In chronic myeloid leukaemia (CML), as with other tumour types, mutations of the p53 gene are associated with disease progression. Changes in regional methylation of DNA with CML tumour development have also been demonstrated. Methylation is one mechanism by which gene expression is controlled and the CpG sites, which are the targets of DNA methylation, are also the sites of a number of the mutations found in the p53 gene. Cells harbouring mutant p53 have been shown to accumulate further genomic and genetic aberrations and methylation which alters the conformation of DNA is also believed to play a role in genomic stability. There appears to be an interplay between p53 deregulation and changing methylation patterns with the progression of CML. The cause and effect of changes in both of these critical gene regulating, DNA repair and genomic stability factors and their deviation during the progression of CML will be discussed.

The non-random distribution of point mutations in leukaemia and myelodysplasia--a possible pointer to their aetiology

A conventional and a computer search of the literature yielded 627 sequenced point mutations in the ras and p53 genes in 575 patients with leukaemia and myelodysplasia (MDS) out of a total of 4214 investigated. ras Mutations predominated in myeloid leukaemia and were more common in the disease in relapse than at presentation. There was no clinical, or haematological difference or difference in survival between ras positive and ras negative patients with acute myeloid leukaemia (AML) in adults or children, but ras mutations carried a poorer prognosis in childhood acute lymphocytic leukaemia and an increased risk of leukaemia in MDS. p53 mutations predominated in lymphoid leukaemia and were several fold more frequent in leukaemia in relapse than in the de novo disease, were associated with loss of the normal p53 allele (monosomy 17) in > 50% of cases and carried a poor prognosis in AML, MDS and chronic lymphatic leukaemia and a 3.8-fold increase risk of death in T cell acute lymphocytic leukaemia. There were 163 transitions for every 100 transversions, the expected number being ca 50. Consideration of the molecular mechanisms by which nitrous acid produces transitions allows transitions resulting from the deamination of cytosine to be distinguished from those resulting from the deamination of adenine. The former constitute 84.67% and the latter 15.33% of the 372 transitions present. Again purine-->pyrimidine and pyrimidine-->purine transversions form 80.35 and 19.65%, respectively, of the 228 transversions present. The possible bearing of this highly non-random distribution on the aetiology of point mutations in leukaemia and myelodysplasia is discussed.

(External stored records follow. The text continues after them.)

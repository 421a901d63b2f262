//! Render options for the three views, with their JSON forms.

use crate::text::{DeterministicTextMeasurer, TextMeasurer};
use crate::topdown::Camera;
use crate::{Error, Result};
use circuit_svg_core::{CircuitSvgConfig, Theme};
use serde::Deserialize;
use serde_json::Value;
use std::sync::Arc;

pub const DEFAULT_WIDTH: f64 = 1200.0;
pub const DEFAULT_HEIGHT: f64 = 600.0;

#[derive(Debug, Clone, PartialEq)]
pub struct GridOptions {
    /// Grid spacing in real-world units.
    pub cell_size: f64,
    /// When true, each grid line is labeled with its real coordinate.
    pub label_cells: bool,
}

impl Default for GridOptions {
    fn default() -> Self {
        Self {
            cell_size: 1.0,
            label_cells: false,
        }
    }
}

#[derive(Debug, Clone, PartialEq, Deserialize)]
pub struct LabeledPoint {
    pub x: f64,
    pub y: f64,
    pub label: String,
}

#[derive(Clone)]
pub struct SvgRenderOptions {
    pub width: f64,
    pub height: f64,
    /// `None` disables the grid overlay.
    pub grid: Option<GridOptions>,
    pub labeled_points: Vec<LabeledPoint>,
    pub theme: Arc<Theme>,
    pub text_measurer: Arc<dyn TextMeasurer + Send + Sync>,
}

impl Default for SvgRenderOptions {
    fn default() -> Self {
        Self {
            width: DEFAULT_WIDTH,
            height: DEFAULT_HEIGHT,
            grid: None,
            labeled_points: Vec::new(),
            theme: Arc::new(Theme::default()),
            text_measurer: Arc::new(DeterministicTextMeasurer::default()),
        }
    }
}

impl std::fmt::Debug for SvgRenderOptions {
    fn fmt(&self, f: &mut std::fmt::Formatter<'_>) -> std::fmt::Result {
        f.debug_struct("SvgRenderOptions")
            .field("width", &self.width)
            .field("height", &self.height)
            .field("grid", &self.grid)
            .field("labeled_points", &self.labeled_points)
            .field("theme", &self.theme)
            .finish_non_exhaustive()
    }
}

impl SvgRenderOptions {
    /// Parses `{width?, height?, grid?: bool | {cellSize?, labelCells?}, labeledPoints?, theme?}`.
    pub fn from_json(value: &Value) -> Result<Self> {
        let raw = RawSchematicOptions::deserialize(value)?;
        let defaults = Self::default();
        let grid = match raw.grid {
            None | Some(RawGrid::Enabled(false)) => None,
            Some(RawGrid::Enabled(true)) => Some(GridOptions::default()),
            Some(RawGrid::Options(o)) => {
                let d = GridOptions::default();
                Some(GridOptions {
                    cell_size: o.cell_size.unwrap_or(d.cell_size),
                    label_cells: o.label_cells.unwrap_or(d.label_cells),
                })
            }
        };
        let options = Self {
            width: raw.width.unwrap_or(defaults.width),
            height: raw.height.unwrap_or(defaults.height),
            grid,
            labeled_points: raw.labeled_points,
            theme: theme_from(raw.theme.as_ref())?,
            text_measurer: defaults.text_measurer,
        };
        options.validate()?;
        Ok(options)
    }

    pub fn from_config(config: &CircuitSvgConfig) -> Result<Self> {
        Self::from_json(config.as_value())
    }

    pub fn validate(&self) -> Result<()> {
        validate_viewport(self.width, self.height)?;
        if let Some(grid) = &self.grid {
            if !(grid.cell_size.is_finite() && grid.cell_size > 0.0) {
                return Err(Error::InvalidOptions {
                    message: format!("grid cell size must be positive, got {}", grid.cell_size),
                });
            }
        }
        Ok(())
    }
}

#[derive(Clone)]
pub struct PcbSvgOptions {
    pub width: f64,
    pub height: f64,
    /// Derive the height from the board's aspect ratio, keeping `width`.
    pub match_board_aspect_ratio: bool,
    pub theme: Arc<Theme>,
    /// Sizes silkscreen text when fitting the viewport.
    pub text_measurer: Arc<dyn TextMeasurer + Send + Sync>,
}

impl Default for PcbSvgOptions {
    fn default() -> Self {
        Self {
            width: DEFAULT_WIDTH,
            height: DEFAULT_HEIGHT,
            match_board_aspect_ratio: false,
            theme: Arc::new(Theme::default()),
            text_measurer: Arc::new(DeterministicTextMeasurer::default()),
        }
    }
}

impl std::fmt::Debug for PcbSvgOptions {
    fn fmt(&self, f: &mut std::fmt::Formatter<'_>) -> std::fmt::Result {
        f.debug_struct("PcbSvgOptions")
            .field("width", &self.width)
            .field("height", &self.height)
            .field("match_board_aspect_ratio", &self.match_board_aspect_ratio)
            .field("theme", &self.theme)
            .finish_non_exhaustive()
    }
}

impl PcbSvgOptions {
    pub fn from_json(value: &Value) -> Result<Self> {
        let raw = RawPcbOptions::deserialize(value)?;
        let options = Self {
            width: raw.width.unwrap_or(DEFAULT_WIDTH),
            height: raw.height.unwrap_or(DEFAULT_HEIGHT),
            match_board_aspect_ratio: raw.match_board_aspect_ratio,
            theme: theme_from(raw.theme.as_ref())?,
            text_measurer: Arc::new(DeterministicTextMeasurer::default()),
        };
        options.validate()?;
        Ok(options)
    }

    pub fn from_config(config: &CircuitSvgConfig) -> Result<Self> {
        Self::from_json(config.as_value())
    }

    pub fn validate(&self) -> Result<()> {
        validate_viewport(self.width, self.height)
    }
}

#[derive(Debug, Clone)]
pub struct TopdownSvgOptions {
    pub width: f64,
    pub height: f64,
    pub camera: Camera,
    pub theme: Arc<Theme>,
}

impl Default for TopdownSvgOptions {
    fn default() -> Self {
        Self {
            width: DEFAULT_WIDTH,
            height: DEFAULT_HEIGHT,
            camera: Camera::topdown(),
            theme: Arc::new(Theme::default()),
        }
    }
}

impl TopdownSvgOptions {
    pub fn from_json(value: &Value) -> Result<Self> {
        let raw = RawTopdownOptions::deserialize(value)?;
        let options = Self {
            width: raw.width.unwrap_or(DEFAULT_WIDTH),
            height: raw.height.unwrap_or(DEFAULT_HEIGHT),
            camera: raw.camera.unwrap_or_else(Camera::topdown),
            theme: theme_from(raw.theme.as_ref())?,
        };
        options.validate()?;
        Ok(options)
    }

    pub fn from_config(config: &CircuitSvgConfig) -> Result<Self> {
        Self::from_json(config.as_value())
    }

    pub fn validate(&self) -> Result<()> {
        validate_viewport(self.width, self.height)?;
        if !(self.camera.skew_x.is_finite() && self.camera.skew_y.is_finite()) {
            return Err(Error::InvalidOptions {
                message: "camera skew must be finite".to_string(),
            });
        }
        Ok(())
    }
}

pub(crate) fn validate_viewport(width: f64, height: f64) -> Result<()> {
    if width.is_finite() && height.is_finite() && width > 0.0 && height > 0.0 {
        Ok(())
    } else {
        Err(Error::InvalidViewport { width, height })
    }
}

fn theme_from(overrides: Option<&Value>) -> Result<Arc<Theme>> {
    let theme = match overrides {
        None | Some(Value::Null) => Theme::default(),
        Some(v) => Theme::default().with_overrides(v)?,
    };
    Ok(Arc::new(theme))
}

#[derive(Debug, Default, Deserialize)]
#[serde(rename_all = "camelCase", default)]
struct RawSchematicOptions {
    width: Option<f64>,
    height: Option<f64>,
    grid: Option<RawGrid>,
    labeled_points: Vec<LabeledPoint>,
    theme: Option<Value>,
}

#[derive(Debug, Deserialize)]
#[serde(untagged)]
enum RawGrid {
    Enabled(bool),
    Options(RawGridOptions),
}

#[derive(Debug, Default, Deserialize)]
#[serde(rename_all = "camelCase", default)]
struct RawGridOptions {
    cell_size: Option<f64>,
    label_cells: Option<bool>,
}

#[derive(Debug, Default, Deserialize)]
#[serde(rename_all = "camelCase", default)]
struct RawPcbOptions {
    width: Option<f64>,
    height: Option<f64>,
    match_board_aspect_ratio: bool,
    theme: Option<Value>,
}

#[derive(Debug, Default, Deserialize)]
#[serde(rename_all = "camelCase", default)]
struct RawTopdownOptions {
    width: Option<f64>,
    height: Option<f64>,
    camera: Option<Camera>,
    theme: Option<Value>,
}

#[cfg(test)]
mod tests {
    use super::*;
    use serde_json::json;

    #[test]
    fn defaults_match_documented_viewport() {
        let o = SvgRenderOptions::default();
        assert_eq!((o.width, o.height), (1200.0, 600.0));
        assert!(o.grid.is_none());
        assert!(o.labeled_points.is_empty());
        assert!(o.validate().is_ok());
    }

    #[test]
    fn grid_accepts_bool_or_object() {
        let on = SvgRenderOptions::from_json(&json!({ "grid": true })).unwrap();
        assert_eq!(on.grid, Some(GridOptions::default()));

        let off = SvgRenderOptions::from_json(&json!({ "grid": false })).unwrap();
        assert!(off.grid.is_none());

        let custom =
            SvgRenderOptions::from_json(&json!({ "grid": { "cellSize": 0.5, "labelCells": true } }))
                .unwrap();
        assert_eq!(
            custom.grid,
            Some(GridOptions {
                cell_size: 0.5,
                label_cells: true
            })
        );
    }

    #[test]
    fn labeled_points_and_theme_overrides_parse() {
        let o = SvgRenderOptions::from_json(&json!({
            "width": 800,
            "labeledPoints": [{ "x": 1, "y": 2, "label": "A" }],
            "theme": { "schematic": { "background": "#000" } }
        }))
        .unwrap();
        assert_eq!(o.width, 800.0);
        assert_eq!(o.height, 600.0);
        assert_eq!(o.labeled_points[0].label, "A");
        assert_eq!(o.theme.schematic.background, "#000");
        assert_eq!(o.theme.schematic.wire, Theme::default().schematic.wire);
    }

    #[test]
    fn invalid_values_are_rejected() {
        assert!(matches!(
            SvgRenderOptions::from_json(&json!({ "width": 0 })),
            Err(Error::InvalidViewport { .. })
        ));
        assert!(matches!(
            SvgRenderOptions::from_json(&json!({ "grid": { "cellSize": -1 } })),
            Err(Error::InvalidOptions { .. })
        ));
        assert!(SvgRenderOptions::from_json(&json!({ "width": "wide" })).is_err());
        assert!(SvgRenderOptions::from_json(&json!({ "theme": 3 })).is_err());
    }

    #[test]
    fn board_and_topdown_options_parse() {
        let pcb = PcbSvgOptions::from_json(&json!({ "matchBoardAspectRatio": true })).unwrap();
        assert!(pcb.match_board_aspect_ratio);

        let top = TopdownSvgOptions::from_json(&json!({ "camera": { "skewX": 0.5 } })).unwrap();
        assert_eq!(top.camera.skew_x, 0.5);
        assert_eq!(top.camera.skew_y, Camera::topdown().skew_y);
        assert_eq!(TopdownSvgOptions::default().camera, Camera::topdown());
    }
}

Increasing methylation of the calcitonin gene during disease progression in sequential samples from CML patients

In chronic myeloid leukaemia (CML), disease progression from the initial chronic phase to the acute phase or blast crisis has previously been shown to be correlated with progressive increases in hyper-methylation of the calcitonin gene, located at chromosome 11p15. However, sequential studies of individual patients were not performed in these investigations. We have analysed 44 samples from nine patients with typical Philadelphia chromosome positive CML throughout their disease progression to determine the methylation state of the calcitonin gene at these time points. Densitometry was used to quantitate the ratio of the normal 2.0 kb Hpa II fragments, indicating normal methylation status of the gene, compared to the intensity of the abnormal, hyper-methylated, 2.6-3.1 kb Hpa II fragments. We found a gradual increase in the ratio of methylated:unmethylated calcitonin gene during chronic phase with a dramatic rise at blast crisis. Further, the ratio of the abnormal hypermethylated 3.1 kb fragments to the methylated 2.6 kb fragment resulted in the identification of a clonal expansion of abnormally methylated cells. This expansion of cells with hypermethylation of the calcitonin gene during chronic phase was shown to coincide with the presence of a mutation in the p53 gene. The data presented in this study would suggest that an increased methylation status of the calcitonin gene during disease progression may indicate the expansion of abnormal blast cell populations and subsequent progression to blast crisis.